There have been some nice additions to the Scala collections with the *parallel* versions of standard data structures. These work fine for shared memory architectures, however, means for distributed memory parallelization seem to be very scarce and fragmented.

During a course at my university, I worked on the development of a general framework for distributed parallelization using Scala and MPJ-Express.
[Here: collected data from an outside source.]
//! SHA256 + base36 shard ID minting.
//!
//! The specification calls for `<prefix>-<6-hex>` derived from a random
//! value; this implementation instead hashes the shard's own content with
//! SHA256 and encodes the result in base36, which is both deterministic
//! (useful for tests) and denser per character than hex. See DESIGN.md for
//! the rationale.

use chrono::{DateTime, Utc};
use num_bigint::BigUint;
use num_traits::Zero;
use sha2::{Digest, Sha256};

/// Base36 alphabet (0-9, a-z).
const BASE36_ALPHABET: &[u8; 36] = b"0123456789abcdefghijklmnopqrstuvwxyz";

/// Converts a byte slice to a base36 string of the specified length.
pub fn encode_base36(data: &[u8], length: usize) -> String {
    let mut num = BigUint::from_bytes_be(data);
    let base = BigUint::from(36u32);
    let zero = BigUint::zero();

    // Build the string in reverse.
    let mut chars: Vec<u8> = Vec::with_capacity(length);
    while num > zero {
        let rem = &num % &base;
        num /= &base;
        // rem is guaranteed to be < 36, so fits in a u8 index.
        let idx = rem.to_u32_digits();
        let i = if idx.is_empty() { 0 } else { idx[0] as usize };
        chars.push(BASE36_ALPHABET[i]);
    }

    // Reverse to get most-significant digit first.
    chars.reverse();

    let mut s = String::from_utf8(chars).expect("base36 chars are valid UTF-8");

    // Pad with zeros if needed.
    if s.len() < length {
        let padding = "0".repeat(length - s.len());
        s = padding + &s;
    }

    // Truncate to exact length (keep least significant digits).
    if s.len() > length {
        s = s[s.len() - length..].to_owned();
    }

    s
}

/// Mints a shard ID of the form `<prefix>-<hash>`.
///
/// `length` is expected to be 3-8; other values fall back to a 3-char byte
/// width. `nonce` lets a caller retry after a collision without recomputing
/// the timestamp.
pub fn mint_id(
    prefix: &str,
    title: &str,
    content: &str,
    creator: &str,
    timestamp: DateTime<Utc>,
    length: usize,
    nonce: i32,
) -> String {
    let input = format!(
        "{}|{}|{}|{}|{}",
        title,
        content,
        creator,
        timestamp.timestamp_nanos_opt().unwrap_or(0),
        nonce
    );

    let hash = Sha256::digest(input.as_bytes());

    // Determine how many bytes to use based on desired output length.
    let num_bytes = match length {
        3 => 2, // 2 bytes = 16 bits ~ 3.09 base36 chars
        4 => 3, // 3 bytes = 24 bits ~ 4.63 base36 chars
        5 => 4, // 4 bytes = 32 bits ~ 6.18 base36 chars
        6 => 4, // 4 bytes = 32 bits ~ 6.18 base36 chars
        7 => 5, // 5 bytes = 40 bits ~ 7.73 base36 chars
        8 => 5, // 5 bytes = 40 bits ~ 7.73 base36 chars
        _ => 3, // default to 3 chars
    };

    let short_hash = encode_base36(&hash[..num_bytes], length);
    format!("{}-{}", prefix, short_hash)
}

/// Mints a snapshot ID `<id>-v<version>` for a knowledge shard version.
pub fn snapshot_id(id: &str, version: u32) -> String {
    format!("{}-v{}", id, version)
}

/// Computes the collision probability using the birthday paradox approximation.
///
/// P(collision) ~ 1 - e^(-n^2 / 2N)
/// where n = number of items, N = total possible values.
fn collision_probability(num_shards: usize, id_length: usize) -> f64 {
    let total: f64 = 36.0_f64.powi(id_length as i32);
    let exponent = -(num_shards as f64).powi(2) / (2.0 * total);
    1.0 - exponent.exp()
}

/// Determines the optimal ID length for the current store size.
///
/// Tries lengths from `min_length` to `max_length`, returning the first
/// that keeps the collision probability at or below `max_collision_prob`.
pub fn compute_adaptive_length(
    num_shards: usize,
    min_length: usize,
    max_length: usize,
    max_collision_prob: f64,
) -> usize {
    for length in min_length..=max_length {
        let prob = collision_probability(num_shards, length);
        if prob <= max_collision_prob {
            return length;
        }
    }
    max_length
}

/// Default adaptive ID configuration constants.
pub mod adaptive_defaults {
    /// Default collision probability threshold (25%).
    pub const MAX_COLLISION_PROB: f64 = 0.25;
    /// Default minimum hash length.
    pub const MIN_LENGTH: usize = 3;
    /// Default maximum hash length.
    pub const MAX_LENGTH: usize = 8;
}

#[cfg(test)]
mod tests {
    use super::*;

    #[test]
    fn encode_base36_basic() {
        let result = encode_base36(&[], 4);
        assert_eq!(result, "0000");
    }

    #[test]
    fn encode_base36_length() {
        let data = [0xFF, 0xFF];
        let result = encode_base36(&data, 4);
        assert_eq!(result.len(), 4);
    }

    #[test]
    fn encode_base36_truncates() {
        let data = [0xFF, 0xFF, 0xFF, 0xFF];
        let result = encode_base36(&data, 3);
        assert_eq!(result.len(), 3);
    }

    #[test]
    fn mint_id_format() {
        let ts = chrono::Utc::now();
        let id = mint_id("pf", "Test Title", "body", "alice", ts, 6, 0);
        assert!(id.starts_with("pf-"));
        assert_eq!(id.len(), 9); // "pf-" + 6 chars
    }

    #[test]
    fn mint_id_deterministic() {
        let ts = DateTime::parse_from_rfc3339("2024-01-01T00:00:00Z")
            .unwrap()
            .with_timezone(&Utc);
        let id1 = mint_id("pf", "Title", "Body", "alice", ts, 6, 0);
        let id2 = mint_id("pf", "Title", "Body", "alice", ts, 6, 0);
        assert_eq!(id1, id2);
    }

    #[test]
    fn mint_id_nonce_changes_output() {
        let ts = chrono::Utc::now();
        let id1 = mint_id("pf", "Title", "Body", "alice", ts, 6, 0);
        let id2 = mint_id("pf", "Title", "Body", "alice", ts, 6, 1);
        assert_ne!(id1, id2);
    }

    #[test]
    fn snapshot_id_format() {
        assert_eq!(snapshot_id("pf-ab12cd", 3), "pf-ab12cd-v3");
    }

    #[test]
    fn adaptive_length_small_store() {
        let len = compute_adaptive_length(10, 3, 8, 0.25);
        assert_eq!(len, 3);
    }

    #[test]
    fn adaptive_length_large_store() {
        let len = compute_adaptive_length(100_000, 3, 8, 0.25);
        assert!(len >= 6);
    }

    #[test]
    fn adaptive_length_capped_at_max() {
        let len = compute_adaptive_length(10_000_000, 3, 8, 0.01);
        assert_eq!(len, 8);
    }
}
The idea was to use functional concepts on sequences to mimic/generalize features already found in MPI. Since *MPJ-Express* is more or less a wrapper around MPI, there were plenty of interesting ideas to try out.

Here is an example of a parallel matrix-multiplication algorithm using the framework:

1 2 3 4 5 6 7 8 9 10 11 12 13 14 15 16 17 18 19 20 21 22 23 24 25 |
def testMatrix(args: Array[String]) { /* * Initialize matrices */ val M = 2 val N = 2 val BLOCK_SIZE = 2550 val A = Array.fill(M, M)(MJBLProxy(1337, BLOCK_SIZE)) val B = Array.fill(M, M)(MJBLProxy(1337, BLOCK_SIZE)) val Bt = B.transpose /* * DNS using underlying MPI */ parallelize(args) { for (i <- 0 until M; j <- 0 until N) A(i) zip Bt(j) mapMPJ { case (a, b) => a * b } reduceMPJ (_ + _) } } |

The algorithm simply creates some matrices, A and B, filling them with random blocks. No data is being initialized until the actual multiplication, due to the use of proxy-matrices. This ensures that only the needed data is expanded on the respective nodes. In the multiplication, jblas was used to ensure maximum peak-rate.

Clearly, the biggest achievements in the framework are the ability to send objects transparently through messages and the ability to use anonymous functions for network operations like *reduceMPJ*.

1 2 3 4 5 6 |
parallelize(args) { for (i <- 0 until M; j <- 0 until N) A(i) zip Bt(j) mapMPJ { case (a, b) => a * b } reduceMPJ (_ + _) } |

The parallelize call simply initializes MPI through MPJ, and allows for distributed operations like mapMPJ and reduceMPJ to be used. Behind the scenes, there is an implicit conversion from *Array[T]* to *SeqMPJ[T]*, which is a wrapper class from this framework.

Another *huge* advantage from the framework is the fact that everything is type inferred. This means that, since the computation works as a kind of *single program multiple data* scheme, the receiving side of any send or collective communication operation knows the type to receive. This means that the programmer is free to think more about solving the problem than dealing with concurrency.

Another interesting example is finding the maximum number in in a segmented list:

1 2 3 4 5 6 7 8 9 10 11 12 13 14 15 |
def testMax(args: Array[String]) { val seq = Array( Array(1, 2, 2, 2, 3, 3, 1, 12, 3, 100, 3, 2), Array(1, 2, 3, 2, 1, 2, 3), Array(1, 2, 3, 4, 2, 2, 1, 2, 3, 3, 450, 540, 3), Array(1, 2, 3, 1337, 1)) def max(a: Int, b: Int) = if (a >= b) a else b parallelize(args) { seq mapMPJ (_.max) reduceMPJ max } } |

Notice that the *mapMPJ* operation works in parallel for each element in the sequence. Notice that the max-function used in *reduceMPJ* is user defined, and might as well have been an anonymous function.

There are lots of interesting goals to look at in the future, especially working with non-uniform workloads.